Inflated the kayaks and the girls paddled around, great kayaks, super easy to set up!!!

Set up camp in front of Rhymers and started a tab, visited with the staff a bit, enjoyed all of the TTOL Company, Twanger's floaty trick with the beer atop his storage facility was a riot!!

Drunk dipsticks again flew through the anchorage at full throttle, moored right next to us and continued to terrorize and harass the entire crew all day. Dipsticks and associates from the other crewed boats would even harrrass our women and children aboard alone, all about where's your captain, got booze, we are coming aboard and taking them, etc. I may mention the ocal captain's name, charterers name and boat names and actual names at a later time.

We planned on BBQ'ing burgers aboard but the drunk dipsticks continued taunting and yelling over to the boat. I went over alone to ask them to knock it off and get over it, we are on vacation and do not want to be bothered.

A serious incident then occurred, the police were called but did not show up, I was very hesitant to leave the crew aboard, got he flare gun, emergency tiller, boat hook and winch handles all in a location where I could get at them easily, more details at a later date.

June 30: Breakfast aboard, a quick trip into Bobby's for more TP, we have 4 teen girls aboard, remember??

Raise the main on the mooring, tough work, load the winch and push the button, then a brisk sail up to Monkey Point!!

We rounded Du Bois Point under full sail and went to weather like banshees, we sailed out into 5'+ seas with winds around 24 kts. We had full sails and close hauled, feathering up on gusts and pointing just over 30 degrees, did I mention the Voyage 440 plus points like a keelboat???

The kids were on the bow getting very wet and screaming like young girls do, GeorgeC1 called my cell phone, had to explain I kinda had my hands full right at the moment.

Nice sail to Monkey point!

We first anchored in some sand but were not real pleased with the proximity to other boats, a mooring opened up and we grabbed it immediately. The snorkeling was decent, pretty clear and lots of fun. We had some chili dogs aboard and visited with Walt (Twanger) for a bit and then Capt. Jerk and dipstick drunks showed up, we dropped the mooring and headed up to Leverick for the evening.
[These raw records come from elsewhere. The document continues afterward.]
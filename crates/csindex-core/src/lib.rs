//! Core data structures for csindex (pure Rust)

pub const VERSION: &str = env!("CARGO_PKG_VERSION");

mod coo;
mod cs;

pub use coo::Coo;
pub use cs::{Cs, Layout};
First time through the Anguilla Cut, piece of cake, never saw less than 6' on the depth sounder and it was calibrated to read surface at the Voyage base before we started..
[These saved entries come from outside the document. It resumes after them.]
//! Compressed sparse matrix storage, row- or column-major

/// Which axis the offset table compresses.
///
/// `RowMajor` is CSR (offsets per row, `indices` holds columns),
/// `ColMajor` is CSC (offsets per column, `indices` holds rows).
#[derive(Debug, Clone, Copy, PartialEq, Eq)]
pub enum Layout {
    RowMajor,
    ColMajor,
}

/// A compressed sparse matrix in either CSR or CSC form.
///
/// `indptr` has length `n_major() + 1`; `indptr[i]..indptr[i + 1]` windows
/// `indices`/`data` for major-axis index `i`. Within each window the minor
/// indices are sorted ascending and may repeat. The kernels never resize
/// these arrays; `data` is only mutated in place through operators.
#[derive(Debug, Clone)]
pub struct Cs<T, I> {
    pub layout: Layout,
    pub nrows: usize,
    pub ncols: usize,
    pub indptr: Vec<I>,
    pub indices: Vec<I>,
    pub data: Vec<T>,
}

impl<T, I> Cs<T, I> {
    #[inline]
    #[must_use]
    pub const fn shape(&self) -> (usize, usize) {
        (self.nrows, self.ncols)
    }

    #[inline]
    #[must_use]
    pub fn nnz(&self) -> usize {
        self.data.len()
    }

    /// Extent of the compressed (offset-table) axis.
    #[inline]
    #[must_use]
    pub const fn n_major(&self) -> usize {
        match self.layout {
            Layout::RowMajor => self.nrows,
            Layout::ColMajor => self.ncols,
        }
    }

    /// Extent of the per-entry (`indices`) axis.
    #[inline]
    #[must_use]
    pub const fn n_minor(&self) -> usize {
        match self.layout {
            Layout::RowMajor => self.ncols,
            Layout::ColMajor => self.nrows,
        }
    }
}

impl Cs<f64, i64> {
    pub fn from_parts(
        layout: Layout,
        nrows: usize,
        ncols: usize,
        indptr: Vec<i64>,
        indices: Vec<i64>,
        data: Vec<f64>,
        check: bool,
    ) -> Result<Self, String> {
        let n_major = match layout {
            Layout::RowMajor => nrows,
            Layout::ColMajor => ncols,
        };
        let n_minor = match layout {
            Layout::RowMajor => ncols,
            Layout::ColMajor => nrows,
        };
        if indptr.len() != n_major + 1 {
            return Err("indptr length must be n_major + 1".into());
        }
        if indices.len() != data.len() {
            return Err("indices and data must have equal length".into());
        }
        let nnz = indices.len();
        if indptr.first().copied().unwrap_or(0) != 0 {
            return Err("indptr first element must be 0".into());
        }
        if indptr.last().copied().unwrap_or(0) as usize != nnz {
            return Err("indptr last element must equal nnz".into());
        }
        if check {
            for w in indptr.windows(2) {
                if w[0] < 0 || w[1] < 0 {
                    return Err("indptr must be non-negative".into());
                }
                if w[0] > w[1] {
                    return Err("indptr must be non-decreasing".into());
                }
            }
            for i in 0..n_major {
                let start = indptr[i] as usize;
                let end = indptr[i + 1] as usize;
                if start > nnz || end > nnz {
                    return Err("indptr elements must be within [0, nnz]".into());
                }
                let mut prev = -1i64;
                for &j in &indices[start..end] {
                    if j < 0 || j as usize >= n_minor {
                        return Err("minor index out of bounds".into());
                    }
                    // Duplicates are allowed; only strict decreases are malformed.
                    if j < prev {
                        return Err("minor indices must be non-decreasing within each segment".into());
                    }
                    prev = j;
                }
            }
        }
        Ok(Self {
            layout,
            nrows,
            ncols,
            indptr,
            indices,
            data,
        })
    }

    #[inline]
    #[must_use]
    pub const fn from_parts_unchecked(
        layout: Layout,
        nrows: usize,
        ncols: usize,
        indptr: Vec<i64>,
        indices: Vec<i64>,
        data: Vec<f64>,
    ) -> Self {
        Self {
            layout,
            nrows,
            ncols,
            indptr,
            indices,
            data,
        }
    }
}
Nick himself answered our radio call and immediately assigned me the dinghy dock, told me it is 2' deep all over, no problem Mon!!
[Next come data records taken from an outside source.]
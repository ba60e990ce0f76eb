use std::fs;
use std::path::Path;

use csindex_core::Layout;
use csindex_io::{
    load_coo, load_cs, load_shape, read_coo_csv, read_f64_column, read_i64_column, LoadError,
};
use csindex_kernels::{index_by_merge, Op};

fn approx_eq(a: f64, b: f64) -> bool {
    (a - b).abs() < 1e-9
}

fn write(dir: &Path, name: &str, body: &str) {
    fs::write(dir.join(name), body).unwrap();
}

#[test]
fn read_columns() {
    let dir = tempfile::tempdir().unwrap();
    write(dir.path(), "ints.csv", "0\n1\n4\n\n5\n");
    write(dir.path(), "floats.csv", "value\n0.45\n0.22\n");

    let ints = read_i64_column(&dir.path().join("ints.csv"), false).unwrap();
    assert_eq!(ints, vec![0, 1, 4, 5]); // blank lines skipped

    let floats = read_f64_column(&dir.path().join("floats.csv"), true).unwrap();
    assert!(approx_eq(floats[0], 0.45) && approx_eq(floats[1], 0.22));
}

#[test]
fn parse_errors_carry_location() {
    let dir = tempfile::tempdir().unwrap();
    write(dir.path(), "bad.csv", "1\ntwo\n3\n");
    let err = read_i64_column(&dir.path().join("bad.csv"), false).unwrap_err();
    match err {
        LoadError::Parse { line, .. } => assert_eq!(line, 2),
        other => panic!("expected parse error, got {other:?}"),
    }
}

#[test]
fn missing_file_is_io_error() {
    let dir = tempfile::tempdir().unwrap();
    let err = read_i64_column(&dir.path().join("nope.csv"), false).unwrap_err();
    assert!(matches!(err, LoadError::Io(_)));
}

#[test]
fn coo_triples() {
    let dir = tempfile::tempdir().unwrap();
    write(
        dir.path(),
        "ix.csv",
        "row,col,value\n0, 2, 0.5\n1,0,1.5\n",
    );
    let ix = read_coo_csv(&dir.path().join("ix.csv"), true, 5, 3).unwrap();
    assert_eq!(ix.row, vec![0, 1]);
    assert_eq!(ix.col, vec![2, 0]);
    assert!(approx_eq(ix.data[0], 0.5) && approx_eq(ix.data[1], 1.5));

    write(dir.path(), "short.csv", "0,2\n");
    let err = read_coo_csv(&dir.path().join("short.csv"), false, 5, 3).unwrap_err();
    assert!(matches!(err, LoadError::Parse { .. }));
}

fn write_capture(dir: &Path) {
    write(dir, "shape.csv", "5\n3\n");
    write(dir, "indptr.csv", "0\n1\n4\n4\n5\n6\n");
    write(dir, "indices.csv", "2\n0\n1\n2\n1\n1\n");
    write(dir, "data.csv", "0.45\n0.22\n0.74\n0.87\n0.60\n0.93\n");
    write(dir, "rows.csv", "0\n0\n1\n1\n4\n4\n4\n");
    write(dir, "cols.csv", "2\n2\n0\n1\n1\n1\n1\n");
    write(dir, "values.csv", "0\n0\n0\n0\n0\n0\n0\n");
}

#[test]
fn capture_round_trip_through_kernels() {
    let dir = tempfile::tempdir().unwrap();
    write_capture(dir.path());

    let (nrows, ncols) = load_shape(dir.path()).unwrap();
    assert_eq!((nrows, ncols), (5, 3));
    let mut m = load_cs(dir.path(), Layout::RowMajor, nrows, ncols).unwrap();
    let mut ix = load_coo(dir.path(), nrows, ncols).unwrap();

    index_by_merge(&mut m, &mut ix, Op::Get, None).unwrap();
    let expected = [0.45, 0.45, 0.22, 0.74, 0.93, 0.93, 0.93];
    for (got, want) in ix.data.iter().zip(expected) {
        assert!(approx_eq(*got, want));
    }
}

#[test]
fn capture_with_malformed_structure_is_rejected() {
    let dir = tempfile::tempdir().unwrap();
    write_capture(dir.path());
    // Break the offset table: last element no longer equals nnz.
    write(dir.path(), "indptr.csv", "0\n1\n4\n4\n5\n7\n");
    let err = load_cs(dir.path(), Layout::RowMajor, 5, 3).unwrap_err();
    assert!(matches!(err, LoadError::Shape(_)));
}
We were then instructed to take slip 14, put fenders on port back in.

Smiling David was on the dock as we backed in, very smoothly I may add, looked like we actually knew what we were doing. No scratches george!

Got all secured and were then greeted by Nick himself, what a warm welcome indeed!!!!

This place is special because of the people, my crew was blown away with the hospitality, Nick made everyone feel very welcome and really seems to enjoy making people smile, it is a special trait both him and Monica have!!

The girls all got some laundry done and enjoyed shore showers at Leverick, they even made appointments for spa treatments for the next morning!!

Twanger took the slip right in front of us, we loaned him our power cords so he could have enough length to get plugged in, we had plenty of battery capacity and did not need to plug in.

We talked with Capt. Monk, Capt. Kris and some of the SeatrekBVI crew and were invited to join their party, lots of fun for sure!!

We dined on the incredible Kobe Beef burgers and the kids all enjoyed pizza at The Cove downstairs, wonderful dinner, just perfect!!!

July 1: Time for the Dinghy Poker run!!!!!

Started the morning a bloody mary from the Jumbies bar, nick had them open at 9:00 AM for this event. I assisted Nick a bit; he was building a plank to walk non-pirate gear dressed folks over the pool!!!

I donned my pirate gear and switched over to Red Stripes as everyone was registering, quite a gang was forming already!! I found a section of PVC pipe and rigged up a pirate flag on Dream Cat's dink and distributed the water cannons that Scott from island Surf and sail had given me as well as the ones I brought from home.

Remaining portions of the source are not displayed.